Thing we were happiest to learn: This story would make a hell of a movie. In 1960, the CIA recruited Castro’s girlfriend at the time, Marita Lorenz, to smuggle poison pills into Fidel’s room in a jar of cold cream. Castro caught her in the act, and according to legend, handed her a gun, told her to go ahead and shoot him, and she lost her nerve.

There’s also a potential mafia movie here, as stories of the CIA recruiting the mob to rub out Castro are true. The Agency reached out to Momo Salvatore Giancana, then running Al Capone’s former outfit in Chicago. Whether or not the CIA actually paid for a hit is still unknown, but Giancana suggested poisoning Castro’s food (as with the poison milkshake we discussed last month.) Two different Cuban exiles were recruited, with the mob as go-betweens, but one abruptly quit after a few unsuccessful attempts; the other snuck botulism pills into a restaurant where Castro was a regular, but the dictator abruptly stopped eating there. Whether he had gotten wind of the plot is unknown.

Thing we were unhappiest to learn: Illegally assassinating foreign leaders has bipartisan support. While Ford attempted (unsuccessfully) to crack down on Castro-killing, there was a steady drumbeat of attempts from Presidential administrations from the time Castro took power until President Barack Obama temporarily normalized relations with Cuba in 2015. (A convicted felon we won’t name here closed U.S.-Cuban relations again in 2017).

As with every shady bit of government overreach in the second half of the 20th century, Nixon and Reagan led the charge, with 184 and 197 attempts under each of their administrations. Even peacenik Jimmy Carter had 64 attempts on his watch. The end of the Cold War slowed the pace considerably, as we only saw 16 attempts under former CIA Director George H.W. Bush, and 21 under Bill Clinton. (Wikipedia doesn’t provide numbers for Ford or George W. Bush.)

Best link to elsewhere on Wikipedia: A lot of what we know about the CIA’s long working relationship with the mafia comes from the Family Jewels. The long-classified report was commissioned by former CIA director James R. Schlesinger during the Watergate era, as two of the Watergate burglars were CIA vets; his successor, William Colby, called its findings, “skeletons in the CIA’s closet.” Famed investigative journalist Seymour Hersh revealed some of the Family Jewels findings in 1974, including Nixon’s illegal surveillance of antiwar activists, but the full report (and the mafia connections) wasn’t made public until 2007, after years of Freedom Of Information Act requests. 
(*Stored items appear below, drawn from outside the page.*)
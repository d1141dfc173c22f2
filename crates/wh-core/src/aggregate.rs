//! Per-day aggregation: booked hours, flex-time and interval summaries.
//!
//! # Rounding
//!
//! Booked hours are rounded with [`f64::round`], which rounds half away from
//! zero. With quarter-hour precision a net time of 7h07m30s (28.5 quarters)
//! books as 7.25, and -0.125h books as -0.25.

use chrono::{Datelike, Duration, NaiveDate};

use crate::reconstruct::{DayBucket, Interval};
use crate::settings::ReportSettings;

/// Separator between formatted intervals in a day summary.
pub const INTERVAL_SEPARATOR: &str = ", ";

const SECONDS_PER_HOUR: f64 = 3600.0;

/// How a day's flex-time should be emphasized.
#[derive(Debug, Clone, Copy, PartialEq, Eq, Hash)]
pub enum Emphasis {
    /// Exactly on target.
    Neutral,
    /// More hours than the target.
    Ahead,
    /// Fewer hours than the target.
    Behind,
}

impl Emphasis {
    /// Classifies a flex value as displayed with two decimals.
    pub fn of(flex_delta: f64) -> Self {
        match hundredths(flex_delta) {
            0 => Self::Neutral,
            n if n > 0 => Self::Ahead,
            _ => Self::Behind,
        }
    }

    pub const fn as_str(&self) -> &'static str {
        match self {
            Self::Neutral => "neutral",
            Self::Ahead => "ahead",
            Self::Behind => "behind",
        }
    }
}

/// Derived figures for one day.
#[derive(Debug, Clone, PartialEq)]
pub struct DayAttributes {
    pub total_uptime: Duration,
    pub booked_hours: f64,
    pub flex_delta: f64,
    pub interval_summary: Vec<String>,
    pub emphasis: Emphasis,
}

impl DayAttributes {
    /// The interval summary joined into a single line.
    pub fn intervals_text(&self) -> String {
        self.interval_summary.join(INTERVAL_SEPARATOR)
    }
}

/// Computes the attributes of a day bucket.
pub fn attributes_of(bucket: &DayBucket, settings: &ReportSettings) -> DayAttributes {
    let total_uptime = bucket.total_uptime();
    let booked = booked_hours(total_uptime, settings);
    let flex_delta = booked - settings.working_hours_per_day();

    DayAttributes {
        total_uptime,
        booked_hours: booked,
        flex_delta,
        interval_summary: bucket.intervals().iter().map(format_interval).collect(),
        emphasis: Emphasis::of(flex_delta),
    }
}

/// Net hours after lunch, rounded to `1 / precision` of an hour.
#[allow(clippy::cast_precision_loss)]
pub fn booked_hours(total_uptime: Duration, settings: &ReportSettings) -> f64 {
    let hours = total_uptime.num_seconds() as f64 / SECONDS_PER_HOUR;
    let precision = f64::from(settings.precision());
    ((hours - settings.lunch_break_hours()) * precision).round() / precision
}

/// Formats an interval as `HH:MM-HH:MM`.
pub fn format_interval(interval: &Interval) -> String {
    format!(
        "{}-{}",
        interval.start().format("%H:%M"),
        interval.end().format("%H:%M")
    )
}

/// Formats hours with a leading sign and two decimals, e.g. `+0.25` or `-0.75`.
pub fn format_flex(hours: f64) -> String {
    let cents = hundredths(hours);
    let sign = if cents < 0 { '-' } else { '+' };
    let abs = cents.unsigned_abs();
    format!("{sign}{}.{:02}", abs / 100, abs % 100)
}

#[allow(clippy::cast_possible_truncation)]
fn hundredths(hours: f64) -> i64 {
    (hours * 100.0).round() as i64
}

/// Monday = 0 through Sunday = 6.
pub fn weekday_index(date: NaiveDate) -> u32 {
    date.weekday().num_days_from_monday()
}

/// Saturdays and Sundays.
pub fn is_weekend(date: NaiveDate) -> bool {
    weekday_index(date) >= 5
}

/// Whether a week boundary lies between two consecutive report rows.
///
/// Works for either row order: going forward the weekday index drops when a
/// new week starts, going backward it rises. Gaps of a week or more always
/// cross a boundary.
pub fn crosses_week(previous: NaiveDate, current: NaiveDate) -> bool {
    if (current - previous).num_days().abs() >= 7 {
        return true;
    }
    let (prev, cur) = (weekday_index(previous), weekday_index(current));
    if current >= previous {
        cur < prev
    } else {
        cur > prev
    }
}

/// One report row.
#[derive(Debug, Clone, PartialEq)]
pub struct DayReport {
    pub date: NaiveDate,
    pub attributes: DayAttributes,
}

impl DayReport {
    pub fn is_weekend(&self) -> bool {
        is_weekend(self.date)
    }
}

/// Computes a report row for every bucket, preserving bucket order.
pub fn summarize(buckets: &[DayBucket], settings: &ReportSettings) -> Vec<DayReport> {
    buckets
        .iter()
        .map(|bucket| DayReport {
            date: bucket.date(),
            attributes: attributes_of(bucket, settings),
        })
        .collect()
}

/// Sums over all rows of a report.
#[derive(Debug, Clone, PartialEq)]
pub struct PeriodTotals {
    pub days: usize,
    pub total_uptime: Duration,
    pub booked_hours: f64,
    pub flex_delta: f64,
}

impl PeriodTotals {
    pub fn from_rows(rows: &[DayReport]) -> Self {
        rows.iter().fold(
            Self {
                days: 0,
                total_uptime: Duration::zero(),
                booked_hours: 0.0,
                flex_delta: 0.0,
            },
            |acc, row| Self {
                days: acc.days + 1,
                total_uptime: acc.total_uptime + row.attributes.total_uptime,
                booked_hours: acc.booked_hours + row.attributes.booked_hours,
                flex_delta: acc.flex_delta + row.attributes.flex_delta,
            },
        )
    }

    pub fn emphasis(&self) -> Emphasis {
        Emphasis::of(self.flex_delta)
    }
}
Further down the Wormhole: At a certain point, the CIA took a break from small botched assassination attempts to stage a big botched regime change. The Bay Of Pigs invasion was an Eisenhower-approved CIA-funded military landing that happened during the early days of John F. Kennedy’s administration. Furious that he had been kept out of the loop, Kennedy withheld air support, and the mission quickly collapsed, harming U.S.-Cuban relations for decades afterwards and entrenching Castro’s hold on power.
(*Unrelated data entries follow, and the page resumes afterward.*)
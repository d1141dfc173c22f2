//! Uptime interval reconstruction.
//!
//! Pairs session markers into `(start, stop)` intervals and groups them by the
//! calendar date of their start.
//!
//! # Algorithm Summary
//!
//! The marker sequence is walked from the most recent event backward:
//!
//! 1. Find a stop. On the very first step a trailing start means the machine
//!    is still running, so a virtual stop at `now` is used. Otherwise leading
//!    starts are discarded until a stop is found.
//! 2. Find a start, discarding any further stops on the way.
//! 3. Emit the interval into the bucket of its start date.
//!
//! Running out of markers in step 1 or 2 ends reconstruction. Whatever was
//! built so far is returned; the unmatched remainder is dropped.

use chrono::{DateTime, Duration, FixedOffset, NaiveDate};

use crate::event::SessionEvent;

/// A continuous period of machine activity.
#[derive(Debug, Clone, Copy, PartialEq, Eq)]
pub struct Interval {
    start: DateTime<FixedOffset>,
    end: DateTime<FixedOffset>,
}

impl Interval {
    /// Creates an interval. An `end` before `start` is clamped to `start`.
    pub fn new(start: DateTime<FixedOffset>, end: DateTime<FixedOffset>) -> Self {
        Self {
            start,
            end: end.max(start),
        }
    }

    pub const fn start(&self) -> DateTime<FixedOffset> {
        self.start
    }

    pub const fn end(&self) -> DateTime<FixedOffset> {
        self.end
    }

    pub fn duration(&self) -> Duration {
        self.end - self.start
    }

    /// The calendar date the interval is booked on.
    pub fn date(&self) -> NaiveDate {
        self.start.date_naive()
    }
}

/// All intervals starting on one calendar date, oldest first.
#[derive(Debug, Clone, PartialEq, Eq)]
pub struct DayBucket {
    date: NaiveDate,
    intervals: Vec<Interval>,
}

impl DayBucket {
    fn new(first: Interval) -> Self {
        Self {
            date: first.date(),
            intervals: vec![first],
        }
    }

    pub const fn date(&self) -> NaiveDate {
        self.date
    }

    pub fn intervals(&self) -> &[Interval] {
        &self.intervals
    }

    /// Sum of all interval durations.
    pub fn total_uptime(&self) -> Duration {
        self.intervals
            .iter()
            .map(Interval::duration)
            .fold(Duration::zero(), |acc, d| acc + d)
    }
}

/// Reconstructs per-day uptime from session markers.
///
/// `events` may be in any order; a sorted copy is processed. `now` closes a
/// session that has started but not yet stopped. Buckets are returned most
/// recent day first.
pub fn reconstruct(events: &[SessionEvent], now: DateTime<FixedOffset>) -> Vec<DayBucket> {
    let mut sorted = events.to_vec();
    sorted.sort_by_key(SessionEvent::timestamp);

    let mut cursor = Cursor::new(&sorted);
    let mut buckets: Vec<DayBucket> = Vec::new();
    let mut first = true;

    while !cursor.is_exhausted() {
        let end = if first && cursor.peek().is_some_and(SessionEvent::is_start) {
            tracing::debug!(%now, "no stop after last start, closing session at now");
            Some(now)
        } else {
            cursor.take_stop()
        };
        first = false;

        let Some(end) = end else {
            break;
        };
        let Some(start) = cursor.take_start() else {
            tracing::debug!(%end, "dropping stop without a matching start");
            break;
        };

        // A virtual stop can precede the start if the clock moved backward.
        let interval = Interval::new(start, end);

        match buckets.last_mut() {
            Some(bucket) if bucket.date == interval.date() => bucket.intervals.insert(0, interval),
            _ => buckets.push(DayBucket::new(interval)),
        }
    }

    buckets
}

/// Backward-moving read position over a sorted marker slice.
struct Cursor<'a> {
    events: &'a [SessionEvent],
    remaining: usize,
}

impl<'a> Cursor<'a> {
    const fn new(events: &'a [SessionEvent]) -> Self {
        Self {
            events,
            remaining: events.len(),
        }
    }

    const fn is_exhausted(&self) -> bool {
        self.remaining == 0
    }

    fn peek(&self) -> Option<&SessionEvent> {
        self.remaining
            .checked_sub(1)
            .and_then(|idx| self.events.get(idx))
    }

    fn pop(&mut self) -> Option<SessionEvent> {
        let event = *self.peek()?;
        self.remaining -= 1;
        Some(event)
    }

    /// Consumes markers until a stop is found, discarding starts on the way.
    fn take_stop(&mut self) -> Option<DateTime<FixedOffset>> {
        while let Some(event) = self.pop() {
            match event {
                SessionEvent::Stop(ts) => return Some(ts),
                SessionEvent::Start(ts) => {
                    tracing::debug!(%ts, "discarding start without a following stop");
                }
            }
        }
        None
    }

    /// Consumes markers until a start is found, discarding stops on the way.
    fn take_start(&mut self) -> Option<DateTime<FixedOffset>> {
        while let Some(event) = self.pop() {
            match event {
                SessionEvent::Start(ts) => return Some(ts),
                SessionEvent::Stop(ts) => {
                    tracing::debug!(%ts, "discarding stop without a preceding start");
                }
            }
        }
        None
    }
}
Bay Of Pigs looms large in JFK’s presidency, as does the deeply stupid Lincoln-Kennedy coincidence theory which connects the two assassinated presidents by facts both arbitrary (same number of letters in their names) and completely false (Lincoln did not have a secretary named Kennedy). The conspiracy theories were covered by Beyond Belief: Fact Or Fiction, a late-’90s Fox series that was revived in 2021 after a meme of host Jonathan Frakes’ out-of-context dialogue from the show delighted the internet. While the most unbelievable fact regarding Fact Or Fiction is that Frakes took over the show from original host James Brolin, the show covered countless Wiki Wormhole-friendly topics, from the 2016 clown sightings, to the Canterbury Panther, to the Kentucky Meat Shower. We’ll investigate the worst airborne-meat-related disaster since the WKRP Thanksgiving episode next month.